Les acteurs du secteur du logiciel en France (cliquez sur l'image pour l'agrandir)
Le collège éditeur de Syntec Numérique note une atomisation trop importante de ce secteur, qui compte plus de 3 200 entreprises en France, une apparente bonne santé qui masque un nombre trop important de petites structures et un déficit d'entreprises de taille moyenne, capables d'accéder au marché international. "Il y a un décalage entre les talents des éditeurs français et leur poids économique dans le monde", constate Bruno Vanryb. "Les entreprises ne passent pas le cap des 50 millions d'euros de chiffre d'affaires et se font racheter avant même d'avoir pu se développer suffisamment pour se lancer elles-mêmes dans le processus ; cela pèse aussi sur la balance du commerce extérieur de la France".

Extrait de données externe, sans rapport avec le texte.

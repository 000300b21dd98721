use line_kmedian::{place_servers, PlacementTable, SegmentCostTable};
use proptest::prelude::*;

fn weights_and_servers() -> impl Strategy<Value = (Vec<u64>, usize)> {
    prop::collection::vec(0u64..30, 1..=24)
        .prop_flat_map(|w| {
            let n = w.len();
            (Just(w), 1..=n)
        })
}

proptest! {
    #[test]
    fn servers_are_strictly_increasing_and_tile_the_line((weights, k) in weights_and_servers()) {
        let n = weights.len();
        let placement = place_servers(n, k, &weights).unwrap();
        prop_assert_eq!(placement.servers.len(), k);
        prop_assert!(placement.servers.windows(2).all(|w| w[0] < w[1]));
        prop_assert!(placement.servers.iter().all(|&s| s < n));

        prop_assert_eq!(placement.segments.len(), k);
        prop_assert_eq!(placement.segments.first().map(|s| s.start), Some(0));
        prop_assert_eq!(placement.segments.last().map(|s| s.end), Some(n));
        prop_assert!(placement.segments.windows(2).all(|w| w[0].end == w[1].start));
        for (segment, &server) in placement.segments.iter().zip(&placement.servers) {
            prop_assert!(!segment.is_empty());
            prop_assert!(segment.contains(server));
            prop_assert_eq!(segment.server, server);
        }
    }

    #[test]
    fn more_servers_never_cost_more(weights in prop::collection::vec(0u64..30, 1..=20)) {
        let n = weights.len();
        let costs: Vec<u64> = (1..=n)
            .map(|k| place_servers(n, k, &weights).unwrap().min_cost)
            .collect();
        prop_assert!(costs.windows(2).all(|w| w[1] <= w[0]), "costs {:?}", costs);
        prop_assert_eq!(costs.last().copied(), Some(0));
    }

    #[test]
    fn repeated_runs_are_identical((weights, k) in weights_and_servers()) {
        let first = place_servers(weights.len(), k, &weights).unwrap();
        let second = place_servers(weights.len(), k, &weights).unwrap();
        prop_assert_eq!(first, second);
    }

    #[test]
    fn dp_table_is_monotone((weights, k) in weights_and_servers()) {
        let n = weights.len();
        let segments = SegmentCostTable::new(&weights).unwrap();
        let table = PlacementTable::build(&segments, k).unwrap();
        for t in 1..=k {
            for j in t..=n {
                let here = table.cost(t, j).unwrap();
                // Non-increasing in t wherever both cells are feasible.
                let fewer = table.cost(t - 1, j);
                if t > 1 || j == 0 {
                    prop_assert!(here <= fewer.unwrap());
                }
                // Non-decreasing in j.
                if j < n {
                    prop_assert!(here <= table.cost(t, j + 1).unwrap());
                }
                let p = table.split(t, j).unwrap();
                prop_assert!(p + 1 >= t && p < j);
                prop_assert_eq!(here, table.cost(t - 1, p).unwrap() + segments.cost(p, j));
            }
        }
    }

    #[test]
    fn widening_a_segment_never_lowers_its_cost(weights in prop::collection::vec(0u64..40, 1..=16)) {
        let n = weights.len();
        let table = SegmentCostTable::new(&weights).unwrap();
        for p in 0..n {
            for j in (p + 1)..=n {
                let cost = table.cost(p, j);
                if j < n {
                    prop_assert!(cost <= table.cost(p, j + 1));
                }
                if p > 0 {
                    prop_assert!(cost <= table.cost(p - 1, j));
                }
            }
        }
    }

    #[test]
    fn all_zero_weights_cost_nothing(n in 1usize..30, k_seed in 0usize..30) {
        let k = k_seed % n + 1;
        let placement = place_servers(n, k, &vec![0u64; n]).unwrap();
        prop_assert_eq!(placement.min_cost, 0);
        prop_assert_eq!(placement.servers.len(), k);
    }
}
//! Checkpointed engine for layered DPs.
//!
//! This module implements the two-phase algorithm:
//! 1. A forward pass that stores one frontier per block of `block_size`
//!    layers and keeps only the running frontier in between.
//! 2. A backward pass that walks the blocks from last to first, replays each
//!    block from its checkpoint to recover the arg-min records, and follows
//!    predecessors through them.
//!
//! Live memory is O((T / b + b) · W) frontiers' worth instead of O(T · W),
//! where W is the frontier width and b the block size; b ≈ √T balances the two.
//! The forward work roughly doubles. The engine is generic over
//! implementations of [`LayeredProblem`].

use crate::blocks::Checkpoint;
use crate::builder::default_block_size;
use crate::traits::LayeredProblem;

/// Checkpointed DP engine for a given problem instance `P`.
///
/// ```
/// use line_kmedian::{LayeredEngine, PlacementProblem, SegmentCostTable};
///
/// let table = SegmentCostTable::new(&[1u64, 1, 1, 1]).unwrap();
/// let engine = LayeredEngine::new(PlacementProblem::new(&table, 2));
/// let (cost, cuts) = engine.run().unwrap();
/// assert_eq!(cost, 2);
/// assert_eq!(cuts.len(), 3);
/// ```
pub struct LayeredEngine<P: LayeredProblem> {
    problem: P,
    block_size: usize,
}

impl<P: LayeredProblem> LayeredEngine<P> {
    /// Create a new engine with a heuristic block size (≈ √T).
    pub fn new(problem: P) -> Self {
        let b = default_block_size(problem.num_layers());
        Self::with_block_size(problem, b)
    }

    /// Create a new engine with an explicit block size.
    ///
    /// # Panics
    /// Panics if `block_size == 0`.
    pub fn with_block_size(problem: P, block_size: usize) -> Self {
        assert!(block_size > 0, "block_size must be positive");
        Self {
            problem,
            block_size,
        }
    }

    /// Expose immutable reference to the underlying problem.
    pub fn problem(&self) -> &P {
        &self.problem
    }

    /// Return the configured block size.
    pub fn block_size(&self) -> usize {
        self.block_size
    }

    /// Phase I: run the recurrence to layer `T`, storing a checkpoint at the
    /// start of every block.
    ///
    /// Returns the checkpoints covering [0, T) and the frontier at layer `T`.
    fn build_checkpoints(&self) -> (Vec<Checkpoint<P::Frontier>>, P::Frontier) {
        let t = self.problem.num_layers();
        let b = self.block_size;
        let num_blocks = if t == 0 { 0 } else { t.div_ceil(b) };

        let mut checkpoints = Vec::with_capacity(num_blocks);
        let mut frontier = self.problem.init_frontier();

        for k in 0..num_blocks {
            let start = k * b;
            let end = ((k + 1) * b).min(t);
            #[cfg(feature = "tracing")]
            let span = tracing::trace_span!("forward_block", block = k, start, end);
            #[cfg(feature = "tracing")]
            let _enter = span.enter();

            let mut next = frontier.clone();
            for layer in start..end {
                next = self.problem.forward_step(layer, &next);
            }
            checkpoints.push(Checkpoint {
                start,
                end,
                frontier,
            });
            frontier = next;
        }

        (checkpoints, frontier)
    }

    /// Recompute the arg-min records of every transition in `checkpoint`.
    fn replay(&self, checkpoint: &Checkpoint<P::Frontier>) -> Vec<P::Choices> {
        #[cfg(feature = "tracing")]
        let span = tracing::trace_span!(
            "replay_block",
            start = checkpoint.start,
            end = checkpoint.end
        );
        #[cfg(feature = "tracing")]
        let _enter = span.enter();

        let mut choices = Vec::with_capacity(checkpoint.len());
        let mut frontier = checkpoint.frontier.clone();
        for layer in checkpoint.layers() {
            let (next, record) = self.problem.forward_step_with_choices(layer, &frontier);
            choices.push(record);
            frontier = next;
        }
        choices
    }

    /// Run the DP and backtrack an optimal path.
    ///
    /// Returns `(optimal_cost, states)` with one state per layer `0..=T`,
    /// layer 0 first, or `None` when the problem reports no feasible terminal
    /// state.
    pub fn run(&self) -> Option<(P::Cost, Vec<P::State>)> {
        #[cfg(feature = "tracing")]
        let span = tracing::debug_span!(
            "layered_run",
            layers = self.problem.num_layers(),
            block_size = self.block_size
        );
        #[cfg(feature = "tracing")]
        let _enter = span.enter();

        let (checkpoints, frontier_t) = self.build_checkpoints();
        let (terminal, cost) = self.problem.terminal(&frontier_t)?;

        let mut path = Vec::with_capacity(self.problem.num_layers() + 1);
        let mut state = terminal;
        path.push(state.clone());
        for checkpoint in checkpoints.iter().rev() {
            let choices = self.replay(checkpoint);
            for (layer, record) in checkpoint.layers().zip(&choices).rev() {
                state = self.problem.predecessor(layer, record, &state);
                path.push(state.clone());
            }
        }
        path.reverse();

        Some((cost, path))
    }
}
//! Error types for server placement.

/// Errors reported instead of a placement.
///
/// Every variant is a violation of the input contract. All but
/// [`PlacementError::CostOverflow`] are detected before any table is built;
/// that one is raised as soon as a sum leaves the range of the weight type.
#[derive(Debug, Clone, PartialEq, Eq, thiserror::Error)]
pub enum PlacementError {
    /// There are no clients to serve.
    #[error("at least one client is required")]
    NoClients,

    /// Clients exist but no server may be placed.
    #[error("at least one server is required for {clients} clients")]
    NoServers { clients: usize },

    /// Each server needs a non-empty segment of its own.
    #[error("cannot place {servers} servers on {clients} clients")]
    TooManyServers { servers: usize, clients: usize },

    /// The declared client count disagrees with the weight list.
    #[error("declared {declared} clients but received {actual} weights")]
    LengthMismatch { declared: usize, actual: usize },

    /// A weight is negative, NaN or infinite.
    #[error("weight of client {index} is {value}; weights must be finite and non-negative")]
    InvalidWeight { index: usize, value: String },

    /// A weight sum or a cost does not fit the weight type.
    #[error("costs exceed the range of the weight type")]
    CostOverflow,
}

impl PlacementError {
    /// True for every caller-side contract violation (currently all variants).
    pub fn is_invalid_input(&self) -> bool {
        matches!(
            self,
            PlacementError::NoClients
                | PlacementError::NoServers { .. }
                | PlacementError::TooManyServers { .. }
                | PlacementError::LengthMismatch { .. }
                | PlacementError::InvalidWeight { .. }
                | PlacementError::CostOverflow
        )
    }
}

Le côté noir du "livre noir et blanc" pointe également le piratage de logiciels, dont la France serait l'un des leaders mondiaux, ainsi que l'existence d'une majorité d'entrepreneurs français peu marketeurs. Les créateurs de logiciels sont en effet souvent centrés sur le développement technologique de leurs produits et négligent le marketing, ce qui entrave leur croissance et la recherche d'investisseurs.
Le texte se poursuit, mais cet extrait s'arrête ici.